--- TASK GOAL ---
In the entries below, find the lines that contain the word "PathBuf" and copy them.

--- DATA TO PROCESS ---
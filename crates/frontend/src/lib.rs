//! Taskdesk frontend handlers
//!
//! Each handler is a short linear flow: user gesture, validation or
//! confirmation, one API call, then a view update or navigation. Everything
//! a browser page would provide (form fields, dialogs, location) is injected
//! through the capability traits in [`ui`].

pub mod actions;
pub mod login;
pub mod session;
pub mod ui;

pub use actions::{ActionContext, ActionOutcome, EmployeeActions, ManagerActions};
pub use login::{LoginHandler, LoginOutcome};
pub use ui::{Confirmer, LoginView, Navigator, Notifier};
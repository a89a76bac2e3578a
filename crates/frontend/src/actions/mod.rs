//! Confirm-then-request actions
//!
//! Every action walks the same path:
//! `Idle -> Confirming -> Cancelled | Requesting -> Succeeded | Failed`.
//! Success reloads the page; failure alerts the server's message and leaves
//! the page as it was. Nothing guards against overlapping invocations.

mod employee;
mod manager;

pub use employee::EmployeeActions;
pub use manager::ManagerActions;

use crate::ui::{Confirmer, Navigator, Notifier};
use serde_json::json;
use std::future::Future;
use taskdesk_http::types::error_detail;
use taskdesk_http::{ApiClient, ClientError};
use tracing::{debug, info, warn};

/// Detail used when an error response carries no JSON
pub const UNKNOWN_ERROR: &str = "Unknown error";

/// Terminal state of an action
#[derive(Debug, Clone, PartialEq, Eq)]
pub enum ActionOutcome {
    /// The user declined; nothing was sent
    Cancelled,
    /// The request succeeded and the page was reloaded
    Succeeded,
    /// The request failed; the message was alerted
    Failed(String),
}

impl ActionOutcome {
    /// Whether the request went through
    pub fn is_success(&self) -> bool {
        matches!(self, Self::Succeeded)
    }
}

/// Client and capabilities shared by the action handlers
pub struct ActionContext {
    client: ApiClient,
    confirmer: Box<dyn Confirmer>,
    notifier: Box<dyn Notifier>,
    navigator: Box<dyn Navigator>,
}

impl ActionContext {
    /// Bundle the client with the host capabilities
    pub fn new(
        client: ApiClient,
        confirmer: Box<dyn Confirmer>,
        notifier: Box<dyn Notifier>,
        navigator: Box<dyn Navigator>,
    ) -> Self {
        Self {
            client,
            confirmer,
            notifier,
            navigator,
        }
    }

    /// Client the actions send through
    pub fn client(&self) -> &ApiClient {
        &self.client
    }

    /// Ask for confirmation, then run `send` and react to its result
    async fn confirm_then<F, Fut>(&self, prompt: &str, send: F) -> ActionOutcome
    where
        F: FnOnce() -> Fut,
        Fut: Future<Output = Result<(), ClientError>>,
    {
        if !self.confirmer.confirm(prompt) {
            debug!(prompt, "action cancelled");
            return ActionOutcome::Cancelled;
        }

        match send().await {
            Ok(()) => {
                info!(prompt, "action succeeded");
                self.navigator.reload();
                ActionOutcome::Succeeded
            }
            Err(e) => {
                warn!(error = %e, "action failed");
                let message = failure_message(&e);
                self.notifier.alert(&message);
                ActionOutcome::Failed(message)
            }
        }
    }
}

/// Message alerted for a failed action
///
/// A JSON error body yields its `detail`, or the whole body when there is
/// none. A body that is not JSON reads as `{"detail": "Unknown error"}`.
fn failure_message(err: &ClientError) -> String {
    match err {
        ClientError::Api { body, .. } => {
            let body = body
                .clone()
                .unwrap_or_else(|| json!({ "detail": UNKNOWN_ERROR }));
            error_detail(&body).unwrap_or_else(|| body.to_string())
        }
        other => other.to_string(),
    }
}

#[cfg(test)]
mod tests {
    use super::*;
    use serde_json::Value;
    use taskdesk_http::{Method, StatusCode};

    fn api_error(body: Option<Value>) -> ClientError {
        ClientError::Api {
            method: Method::PATCH,
            status: StatusCode::BAD_REQUEST,
            body,
        }
    }

    #[test]
    fn test_failure_message_prefers_detail() {
        let err = api_error(Some(json!({"detail": "Cannot deactivate self"})));
        assert_eq!(failure_message(&err), "Cannot deactivate self");
    }

    #[test]
    fn test_failure_message_without_detail_serializes_body() {
        let err = api_error(Some(json!({"message": "nope"})));
        assert_eq!(failure_message(&err), r#"{"message":"nope"}"#);
    }

    #[test]
    fn test_failure_message_for_non_json_body() {
        assert_eq!(failure_message(&api_error(None)), UNKNOWN_ERROR);
    }

    #[test]
    fn test_failure_message_for_other_errors() {
        assert_eq!(
            failure_message(&ClientError::EmptyResponse),
            "Response had no body"
        );
    }
}
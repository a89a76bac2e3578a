//! Terminal implementations of the frontend capabilities

use dialoguer::Confirm;
use taskdesk_frontend::{Confirmer, LoginView, Navigator, Notifier};
use tracing::warn;

/// Asks on the terminal, or agrees straight away with `--yes`
pub struct TerminalConfirmer {
    assume_yes: bool,
}

impl TerminalConfirmer {
    pub fn new(assume_yes: bool) -> Self {
        Self { assume_yes }
    }
}

impl Confirmer for TerminalConfirmer {
    fn confirm(&self, prompt: &str) -> bool {
        if self.assume_yes {
            return true;
        }
        // An unreadable terminal counts as "no"
        Confirm::new()
            .with_prompt(prompt)
            .default(false)
            .interact()
            .unwrap_or_else(|e| {
                warn!(error = %e, "confirmation prompt failed");
                false
            })
    }
}

/// Writes alerts to stderr
pub struct TerminalNotifier;

impl Notifier for TerminalNotifier {
    fn alert(&self, message: &str) {
        eprintln!("{message}");
    }
}

/// Reports where a browser would have navigated
pub struct TerminalNavigator {
    base_url: String,
}

impl TerminalNavigator {
    pub fn new(base_url: impl Into<String>) -> Self {
        Self {
            base_url: base_url.into(),
        }
    }
}

impl Navigator for TerminalNavigator {
    fn redirect(&self, path: &str) {
        println!("→ {}{}", self.base_url, path);
    }

    fn reload(&self) {
        println!("Done.");
    }
}

/// Login form filled from flags or prompts
pub struct TerminalLoginView {
    email: String,
    password: String,
}

impl TerminalLoginView {
    pub fn new(email: String, password: String) -> Self {
        Self { email, password }
    }
}

impl LoginView for TerminalLoginView {
    fn email(&self) -> String {
        self.email.clone()
    }

    fn password(&self) -> String {
        self.password.clone()
    }

    fn show_error(&self, message: &str) {
        eprintln!("{message}");
    }
}
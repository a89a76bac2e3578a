//! Taskdesk CLI - command-line client for the Taskdesk task manager

mod commands;
mod config;
mod logging;
mod terminal;

use anyhow::Result;
use clap::{Parser, ValueEnum};
use commands::Commands;
use std::path::PathBuf;
use taskdesk_core::Settings;
use taskdesk_core::config::default_state_dir;
use tracing::{Level, debug, error};

#[derive(Parser)]
#[command(name = "taskdesk")]
#[command(about = "Command-line client for the Taskdesk task manager")]
#[command(version)]
struct Cli {
    /// Set logging level
    #[arg(short = 'l', long, global = true, default_value = "warn")]
    log_level: LogLevel,

    /// Configuration file (JSON, TOML or YAML)
    #[arg(short = 'c', long, global = true, env = "TASKDESK_CONFIG")]
    config: Option<PathBuf>,

    /// Directory for the token file and logs
    #[arg(short = 'd', long, global = true)]
    data_dir: Option<PathBuf>,

    /// Disable file logging (only log to stderr)
    #[arg(long, global = true)]
    no_file_log: bool,

    /// Answer yes to every confirmation prompt
    #[arg(short = 'y', long, global = true)]
    yes: bool,

    #[command(subcommand)]
    command: Commands,
}

#[tokio::main]
async fn main() -> Result<()> {
    let cli = Cli::parse();

    let state_dir = cli.data_dir.clone().unwrap_or_else(default_state_dir);
    logging::init_logging(cli.log_level.into(), &state_dir, cli.no_file_log)?;

    let mut settings = Settings::load(cli.config.as_deref())?;
    if let Some(dir) = &cli.data_dir {
        settings = settings.with_state_dir(dir);
    }
    debug!(base_url = %settings.api.base_url, "loaded settings");

    if let Err(e) = cli.command.execute(settings, cli.yes).await {
        error!("Command failed: {e:#}");
        std::process::exit(1);
    }

    Ok(())
}

#[derive(Clone, Debug, ValueEnum)]
enum LogLevel {
    Error,
    Warn,
    Info,
    Debug,
    Trace,
}

impl From<LogLevel> for Level {
    fn from(log_level: LogLevel) -> Self {
        match log_level {
            LogLevel::Error => Level::ERROR,
            LogLevel::Warn => Level::WARN,
            LogLevel::Info => Level::INFO,
            LogLevel::Debug => Level::DEBUG,
            LogLevel::Trace => Level::TRACE,
        }
    }
}
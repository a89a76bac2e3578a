//! Manager employee-administration actions

use super::{ActionContext, ActionOutcome};

pub const ACTIVATE_PROMPT: &str = "Activate this employee?";
pub const DEACTIVATE_PROMPT: &str = "Deactivate this employee?";

/// Actions available on the manager's employee list
pub struct ManagerActions {
    ctx: ActionContext,
}

impl ManagerActions {
    /// Wrap the shared action context
    pub fn new(ctx: ActionContext) -> Self {
        Self { ctx }
    }

    /// Confirm, then re-enable the employee
    pub async fn activate_employee(&self, manager_id: &str, employee_id: &str) -> ActionOutcome {
        self.ctx
            .confirm_then(ACTIVATE_PROMPT, || {
                self.ctx.client().activate_employee(manager_id, employee_id)
            })
            .await
    }

    /// Confirm, then disable the employee
    pub async fn deactivate_employee(&self, manager_id: &str, employee_id: &str) -> ActionOutcome {
        self.ctx
            .confirm_then(DEACTIVATE_PROMPT, || {
                self.ctx
                    .client()
                    .deactivate_employee(manager_id, employee_id)
            })
            .await
    }
}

--- SOLUTION TO THIS TASK ---
use std::path::PathBuf;
    config: Option<PathBuf>,
    data_dir: Option<PathBuf>,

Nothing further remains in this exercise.